With the White House’s blessing, the US House passed legislation Wednesday to freeze some Pakistan aid, slap harsh new sanctions on Iran, and endorse indefinite imprisonment of suspected terrorists.
The Republican-led House of Representatives voted 283-136 to approve the $662 billion Defense Authorization bill, which also sets high hurdles for closing the prison at Guantanamo Bay. The Democratic-held Senate was to quickly follow suit.
US President Barack Obama, who had threatened to veto earlier versions of the yearly measure, will sign it when it reaches his desk despite lingering misgivings, spokesman Jay Carney said in a statement before the vote.
“However, if in the process of implementing this law we determine that it will negatively impact our counterterrorism professionals and undercut our commitment to the rule of law, we expect that the authors of these provisions will work quickly and tirelessly to correct these problems,” said Carney.

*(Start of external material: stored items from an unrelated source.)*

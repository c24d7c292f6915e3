//! Dependency initialization and wiring for the sync pipeline.
//!
//! All clients (Postgres pool, OpenSearch transport) are constructed once
//! here at startup and injected explicitly; there are no lazily-built
//! global service instances.

use std::sync::Arc;

use sqlx::postgres::PgPoolOptions;
use tracing::info;

use movies_search_repository::{OpenSearchProvider, SearchIndexProvider};

use crate::config::SyncSettings;
use crate::driver::{DriverConfig, SyncDriver};
use crate::extractor::PostgresRowSource;
use crate::loader::SearchLoader;
use crate::retry::{self, RetryPolicy};
use crate::watermark::PostgresWatermarkStore;
use crate::EtlError;

/// Maximum Postgres connections in the process-wide pool.
const MAX_PG_CONNECTIONS: u32 = 10;

/// Container for all initialized dependencies.
pub struct Dependencies {
    /// The configured sync driver ready to run.
    pub driver: SyncDriver,
}

impl Dependencies {
    /// Initialize all dependencies from environment variables.
    pub async fn new() -> Result<Self, EtlError> {
        let settings = SyncSettings::from_env()?;

        info!(
            opensearch_url = %settings.opensearch_url,
            poll_interval_secs = settings.poll_interval.as_secs(),
            page_size = settings.page_size,
            retry_max_attempts = settings.retry.max_attempts,
            "Initializing dependencies"
        );

        // Dependencies may still be coming up when the binary starts,
        // so both connections wait with the shared backoff policy
        let pool = retry::with_backoff(&settings.retry, "connect to postgres", || {
            PgPoolOptions::new()
                .max_connections(MAX_PG_CONNECTIONS)
                .connect(&settings.database_url)
        })
        .await
        .map_err(|e| EtlError::config(format!("Failed to connect to Postgres: {}", e)))?;

        info!("Postgres connection established");

        let provider = OpenSearchProvider::new(&settings.opensearch_url)
            .map_err(|e| EtlError::config(format!("Failed to create OpenSearch provider: {}", e)))?;

        wait_for_indices(&provider, &settings.retry).await?;

        info!("OpenSearch indices ready");

        let provider: Arc<dyn SearchIndexProvider> = Arc::new(provider);

        let watermarks = PostgresWatermarkStore::new(pool.clone());
        watermarks.ensure_schema().await?;

        let source = PostgresRowSource::new(pool, settings.retry.clone());
        let loader = SearchLoader::with_policy(provider, settings.retry.clone());

        let driver = SyncDriver::with_config(
            Arc::new(source),
            loader,
            Arc::new(watermarks),
            DriverConfig {
                poll_interval: settings.poll_interval,
                page_size: settings.page_size,
            },
        );

        Ok(Self { driver })
    }
}

/// Create the indices with their mappings before the first batch,
/// retrying while the search engine comes up.
async fn wait_for_indices(
    provider: &dyn SearchIndexProvider,
    retry: &RetryPolicy,
) -> Result<(), EtlError> {
    retry::with_backoff(retry, "ensure indices", || provider.ensure_indexes_exist())
        .await
        .map_err(|e| EtlError::config(format!("Failed to ensure indices exist: {}", e)))
}
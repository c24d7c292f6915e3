//! Abstract interfaces for search index backends.

pub mod search_index_provider;

pub use search_index_provider::SearchIndexProvider;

The legislation, a compromise blend of rival House and Senate versions, requires that Al-Qaeda fighters who plot or carry out attacks on US targets be held in military, not civilian, custody, subject to a presidential waiver.
The bill exempts US citizens from that fate, but leaves it to the US Supreme Court or future presidents to decide whether US nationals who sign on with Al-Qaeda or affiliated groups may be held indefinitely without trial.
Obama had warned he could reject the original proposal over the military custody issue, as well as provisions he charged would short-circuit civilian trials for alleged terrorists.